We retain aspects of this kind of thinking. If you say to me, “You didn’t remember my birthday,” it is not sufficient for me to reply, “Yes, I did, but I just didn’t get around to sending you a card.” When a wife says to her husband, “You didn’t hear what I just said,” the man is unwise to answer, “There’s nothing wrong with my hearing.”

When in the biblical book of Exodus, we read that God saw the sufferings of the Israelite slaves and God “knew,” we are not being told that God had finally perceived what was going on in Egypt, that the information about the slaves had made it through to God’s consciousness. We are hearing that God feels his people’s misery and has entered into their life of slavery. The message is about empathy not the logging of information.

When a psalmist calls upon God to remember God’s own steadfast love in the past and to recall the covenant promises God made to Israel, the plea is for God to choose those memories as the ones upon which to act in the present. I think the same kind of choice applies to forgiving and forgetting.

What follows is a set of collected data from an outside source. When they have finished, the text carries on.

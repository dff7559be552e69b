//! Pipeline orchestration.
//!
//! Drives a run through its stages: pull images, provision the database,
//! prepare the schema, analyze, publish, terminate. Once the database
//! container is up it is stopped exactly once on every path; when both a
//! stage and the teardown fail, the stage error is the one reported.

use std::fmt;
use std::path::{Path, PathBuf};
use std::sync::Arc;

use futures::future::try_join_all;
use thiserror::Error;
use tracing::{error, info, warn};

use crate::analysis::AnalysisRunner;
use crate::config::PipelineConfig;
use crate::error::{AnalysisError, PreparationError, ProvisionError, RuntimeError};
use crate::github::ReviewPlatform;
use crate::prepare::SchemaPreparer;
use crate::provision::{DatabaseHandle, PostgresProvisioner};
use crate::publish::ResultPublisher;
use crate::runtime::ContainerRuntime;
use crate::workflow::{self, WorkflowContext};

/// Name of the step output carrying the findings file path.
pub const REPORT_OUTPUT: &str = "sarif-report";

#[derive(Debug, Error)]
pub enum PipelineError {
    #[error("image pull failed: {0}")]
    Pull(RuntimeError),

    #[error("database provisioning failed: {0}")]
    Provision(#[from] ProvisionError),

    #[error("schema preparation failed: {0}")]
    Preparation(#[from] PreparationError),

    #[error("analysis failed: {0}")]
    Analysis(#[from] AnalysisError),

    #[error("database teardown failed: {0}")]
    Termination(RuntimeError),
}

/// Stages a run moves through, in order.
#[derive(Debug, Clone, Copy, PartialEq, Eq)]
pub enum Stage {
    Validating,
    Pulling,
    Provisioning,
    Preparing,
    Analyzing,
    Publishing,
    Terminating,
}

impl fmt::Display for Stage {
    fn fmt(&self, f: &mut fmt::Formatter<'_>) -> fmt::Result {
        let name = match self {
            Stage::Validating => "validating",
            Stage::Pulling => "pulling",
            Stage::Provisioning => "provisioning",
            Stage::Preparing => "preparing",
            Stage::Analyzing => "analyzing",
            Stage::Publishing => "publishing",
            Stage::Terminating => "terminating",
        };
        f.write_str(name)
    }
}

/// What a completed run produced.
#[derive(Debug)]
pub struct RunSummary {
    pub report_path: PathBuf,
    pub comment_published: bool,
}

/// Owns the per-stage components and sequences one run.
pub struct Pipeline {
    config: PipelineConfig,
    context: WorkflowContext,
    provisioner: PostgresProvisioner,
    preparer: SchemaPreparer,
    analyzer: AnalysisRunner,
    publisher: Option<ResultPublisher>,
    runtime: Arc<dyn ContainerRuntime>,
}

impl Pipeline {
    pub fn new(
        config: PipelineConfig,
        context: WorkflowContext,
        runtime: Arc<dyn ContainerRuntime>,
        platform: Option<Arc<dyn ReviewPlatform>>,
    ) -> Self {
        let provisioner = PostgresProvisioner::new(runtime.clone());
        let preparer = SchemaPreparer::new(runtime.clone(), config.flyway_version.clone());
        let analyzer = AnalysisRunner::new(runtime.clone(), config.dblinter_version.clone());
        let publisher = platform.map(ResultPublisher::new);
        Self {
            config,
            context,
            provisioner,
            preparer,
            analyzer,
            publisher,
            runtime,
        }
    }

    pub async fn run(&self) -> Result<RunSummary, PipelineError> {
        self.pull_images().await?;

        info!(stage = %Stage::Provisioning, "starting database");
        let database = self
            .provisioner
            .provision(&self.config.postgres_version)
            .await?;

        let outcome = self.run_against(&database).await;

        info!(stage = %Stage::Terminating, "stopping database");
        let teardown = self.provisioner.teardown(database).await;
        if let (Err(teardown_err), Err(_)) = (&teardown, &outcome) {
            warn!(error = %teardown_err, "teardown also failed; reporting the stage error");
        }
        let summary = outcome?;
        teardown.map_err(PipelineError::Termination)?;
        Ok(summary)
    }

    async fn pull_images(&self) -> Result<(), PipelineError> {
        let images = [
            self.analyzer.image(),
            self.preparer.image(),
            PostgresProvisioner::image(&self.config.postgres_version),
        ];
        info!(stage = %Stage::Pulling, images = ?images, "fetching container images");
        try_join_all(images.iter().map(|image| self.runtime.pull(image)))
            .await
            .map_err(PipelineError::Pull)?;
        Ok(())
    }

    async fn run_against(&self, database: &DatabaseHandle) -> Result<RunSummary, PipelineError> {
        info!(stage = %Stage::Preparing, "preparing schema");
        self.preparer
            .prepare(
                database,
                self.config.migration_source.as_deref(),
                self.config.init_script.as_deref(),
            )
            .await?;

        info!(stage = %Stage::Analyzing, "running analyzer");
        let report_path = self
            .analyzer
            .run(
                database,
                &self.config.report_dir,
                &self.config.report_filename,
                self.config.config_file.as_deref(),
            )
            .await?;

        if let Err(err) = workflow::set_output(REPORT_OUTPUT, &report_path.display().to_string()) {
            warn!(error = %err, "could not write step output");
        }

        let comment_published = self.publish_findings(&report_path).await;

        Ok(RunSummary {
            report_path,
            comment_published,
        })
    }

    async fn publish_findings(&self, report_path: &Path) -> bool {
        let publisher = match &self.publisher {
            Some(publisher) => publisher,
            None => {
                info!(stage = %Stage::Publishing, "publishing disabled, skipping comment");
                return false;
            }
        };
        let pr_number = match self.context.pull_request {
            Some(number) => number,
            None => {
                info!(stage = %Stage::Publishing, "no pull request in this event, skipping comment");
                return false;
            }
        };

        info!(stage = %Stage::Publishing, pr_number, "publishing findings");
        match publisher.publish(report_path, pr_number).await {
            Ok(()) => true,
            Err(err) => {
                // A failed comment does not fail the run.
                error!(error = %err, "failed to publish findings comment");
                false
            }
        }
    }
}

#[cfg(test)]
mod tests {
    use std::sync::atomic::Ordering;

    use tempfile::TempDir;

    use crate::github::testing::FakePlatform;
    use crate::runtime::testing::RecordingRuntime;
    use crate::workflow::DEFAULT_API_URL;

    use super::*;

    fn test_config(dir: &TempDir, publish: bool) -> PipelineConfig {
        PipelineConfig {
            report_dir: dir.path().to_path_buf(),
            report_filename: "report.json".to_string(),
            migration_source: None,
            init_script: None,
            config_file: None,
            dblinter_version: "latest".to_string(),
            postgres_version: "16".to_string(),
            flyway_version: "10".to_string(),
            publish_comment: publish,
            github_token: publish.then(|| "token".to_string()),
        }
    }

    fn test_context(pull_request: Option<u64>) -> WorkflowContext {
        let event = if pull_request.is_some() {
            "pull_request"
        } else {
            "push"
        };
        WorkflowContext {
            event_name: Some(event.to_string()),
            repository: Some("acme/widgets".to_string()),
            pull_request,
            api_url: DEFAULT_API_URL.to_string(),
        }
    }

    fn write_findings(dir: &TempDir, results: &str) {
        std::fs::write(
            dir.path().join("report.json"),
            format!(r#"{{"runs":[{{"results":{}}}]}}"#, results),
        )
        .unwrap();
    }

    #[tokio::test]
    async fn test_run_success_without_publishing() {
        let dir = tempfile::tempdir().unwrap();
        write_findings(&dir, "[]");

        let mut config = test_config(&dir, false);
        config.migration_source = Some(PathBuf::from("/sql"));

        let runtime = Arc::new(RecordingRuntime::new());
        let pipeline = Pipeline::new(config, test_context(None), runtime.clone(), None);

        let summary = pipeline.run().await.unwrap();

        assert_eq!(summary.report_path, dir.path().join("report.json"));
        assert!(!summary.comment_published);
        assert_eq!(runtime.pulled.lock().unwrap().len(), 3);
        assert_eq!(runtime.start_count(), 1);
        assert_eq!(runtime.kill_count(), 1);
        // flyway and the analyzer both ran
        assert_eq!(runtime.completed.lock().unwrap().len(), 2);
    }

    #[tokio::test]
    async fn test_analysis_failure_stops_database_and_skips_comment() {
        let dir = tempfile::tempdir().unwrap();
        let runtime = Arc::new(RecordingRuntime::failing_image("decathlon/dblinter", 3));
        let platform = Arc::new(FakePlatform::new());
        let pipeline = Pipeline::new(
            test_config(&dir, true),
            test_context(Some(12)),
            runtime.clone(),
            Some(platform.clone() as Arc<dyn ReviewPlatform>),
        );

        let result = pipeline.run().await;

        assert!(matches!(result, Err(PipelineError::Analysis(_))));
        assert_eq!(runtime.start_count(), 1);
        assert_eq!(runtime.kill_count(), 1);
        assert_eq!(platform.comment_count(), 0);
    }

    #[tokio::test]
    async fn test_preparation_failure_stops_database() {
        let dir = tempfile::tempdir().unwrap();
        let mut config = test_config(&dir, false);
        config.migration_source = Some(PathBuf::from("/sql"));

        let runtime = Arc::new(RecordingRuntime::failing_image("flyway/flyway", 1));
        let pipeline = Pipeline::new(config, test_context(None), runtime.clone(), None);

        let result = pipeline.run().await;

        assert!(matches!(result, Err(PipelineError::Preparation(_))));
        assert_eq!(runtime.kill_count(), 1);
        // the analyzer never ran
        assert_eq!(runtime.completed.lock().unwrap().len(), 1);
    }

    #[tokio::test]
    async fn test_provision_failure_kills_started_container() {
        let dir = tempfile::tempdir().unwrap();
        let runtime = Arc::new(RecordingRuntime {
            address: String::new(),
            ..RecordingRuntime::new()
        });
        let pipeline = Pipeline::new(
            test_config(&dir, false),
            test_context(None),
            runtime.clone(),
            None,
        );

        let result = pipeline.run().await;

        assert!(matches!(result, Err(PipelineError::Provision(_))));
        assert_eq!(runtime.start_count(), 1);
        assert_eq!(runtime.kill_count(), 1);
    }

    #[tokio::test]
    async fn test_run_publishes_findings_comment() {
        let dir = tempfile::tempdir().unwrap();
        write_findings(&dir, "[]");

        let runtime = Arc::new(RecordingRuntime::new());
        let platform = Arc::new(FakePlatform::new());
        let pipeline = Pipeline::new(
            test_config(&dir, true),
            test_context(Some(12)),
            runtime,
            Some(platform.clone() as Arc<dyn ReviewPlatform>),
        );

        let summary = pipeline.run().await.unwrap();

        assert!(summary.comment_published);
        assert_eq!(platform.comment_count(), 1);
        assert!(platform
            .body_of(1)
            .unwrap()
            .starts_with("# DBLinter Report:"));
    }

    #[tokio::test]
    async fn test_publish_failure_does_not_fail_the_run() {
        let dir = tempfile::tempdir().unwrap();
        write_findings(&dir, "[]");

        let runtime = Arc::new(RecordingRuntime::new());
        let platform = Arc::new(FakePlatform {
            fail_listing: true,
            ..FakePlatform::new()
        });
        let pipeline = Pipeline::new(
            test_config(&dir, true),
            test_context(Some(12)),
            runtime.clone(),
            Some(platform.clone() as Arc<dyn ReviewPlatform>),
        );

        let summary = pipeline.run().await.unwrap();

        assert!(!summary.comment_published);
        assert_eq!(runtime.kill_count(), 1);
        assert_eq!(platform.created.load(Ordering::SeqCst), 0);
    }

    #[tokio::test]
    async fn test_no_pull_request_skips_comment() {
        let dir = tempfile::tempdir().unwrap();
        write_findings(&dir, "[]");

        let runtime = Arc::new(RecordingRuntime::new());
        let platform = Arc::new(FakePlatform::new());
        let pipeline = Pipeline::new(
            test_config(&dir, true),
            test_context(None),
            runtime,
            Some(platform.clone() as Arc<dyn ReviewPlatform>),
        );

        let summary = pipeline.run().await.unwrap();

        assert!(!summary.comment_published);
        assert_eq!(platform.comment_count(), 0);
    }

    #[tokio::test]
    async fn test_teardown_failure_fails_a_successful_run() {
        let dir = tempfile::tempdir().unwrap();
        write_findings(&dir, "[]");

        let runtime = Arc::new(RecordingRuntime {
            fail_kill: true,
            ..RecordingRuntime::new()
        });
        let pipeline = Pipeline::new(
            test_config(&dir, false),
            test_context(None),
            runtime.clone(),
            None,
        );

        let result = pipeline.run().await;

        assert!(matches!(result, Err(PipelineError::Termination(_))));
        assert_eq!(runtime.kill_count(), 1);
    }

    #[tokio::test]
    async fn test_stage_error_wins_over_teardown_error() {
        let dir = tempfile::tempdir().unwrap();
        let runtime = Arc::new(RecordingRuntime {
            fail_kill: true,
            fail_image_prefix: Some("decathlon/dblinter".to_string()),
            ..RecordingRuntime::new()
        });
        let pipeline = Pipeline::new(
            test_config(&dir, false),
            test_context(None),
            runtime.clone(),
            None,
        );

        let result = pipeline.run().await;

        assert!(matches!(result, Err(PipelineError::Analysis(_))));
        assert_eq!(runtime.kill_count(), 1);
    }

    #[tokio::test]
    async fn test_pull_failure_runs_no_containers() {
        let dir = tempfile::tempdir().unwrap();
        let runtime = Arc::new(RecordingRuntime {
            fail_pull_prefix: Some("postgres".to_string()),
            ..RecordingRuntime::new()
        });
        let pipeline = Pipeline::new(
            test_config(&dir, false),
            test_context(None),
            runtime.clone(),
            None,
        );

        let result = pipeline.run().await;

        assert!(matches!(result, Err(PipelineError::Pull(_))));
        assert_eq!(runtime.start_count(), 0);
        assert_eq!(runtime.kill_count(), 0);
    }

    #[test]
    fn test_stage_display() {
        assert_eq!(Stage::Pulling.to_string(), "pulling");
        assert_eq!(Stage::Terminating.to_string(), "terminating");
    }

    #[test]
    fn test_pipeline_error_display() {
        let err = PipelineError::Termination(RuntimeError::NonZeroExit {
            command: "docker kill abc".to_string(),
            code: 1,
            stderr: "no such container".to_string(),
        });
        assert!(err.to_string().contains("teardown failed"));
        assert!(err.to_string().contains("docker kill abc"));
    }
}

What’s needed is not a memory lapse but a deliberate choice of which memories not to pull out of the toolbox for use.

Practicing anger will make me an angrier person. Practicing self-control will make me a calmer and more reasonable person. What I choose to practice actually changes me and my temperament one choice at a time. Likewise, I can choose what memories to activate for use, what experiences to relive in my mind, which wounds to reopen.

What is precious to me? What do I treasure? What memories do I store, feed, nurse, and keep ready for use to help or hurt, to respect or control the one or ones who gave me those memories? Which wounds do I, perhaps secretly, wish to keep festering? Do my treasured grudges keep me subconsciously gratified? Do I somewhat enjoy self-pity? Has being the one who was wronged become crucial to my identity, my self-understanding?

Like surgery or the cleaning out of a deep wound, forgiveness hurts in order to heal. As forgiveness heals the wound and, if possible, the relationship, forgetting is a repeated act, not of denial, but of refusal to keep reliving the pain so it feeds its poison into the present, refusal to keep the offense handy for use to hurt back or apply guilt to control the one supposedly forgiven. Neither forgiving nor forgetting is supposed to be easy or automatic, but the two are parts of one process of overcoming wrongs done to us.

4 Comments on “Forgive and Forget?

  1. Joy Robin Whitley

    Hi, I would like to repost this on a blog I keep up called “God and the World”. Here is a link for your consideration. It is a free blog so I have no way to redirect exactly to your page without first copying some of your article. May I? This is the best and most concise writing on forgiveness that relates to life today.

    Thank you, Robin

  2. Dick Sindall Post author

    Thank you, Robin. I’ve already posted a reply once, but it’s been lost. So, I’ll try again.

    Thank you, and, yes, you may quote or repost as long as you, please, attribute and do not edit what I’ve written.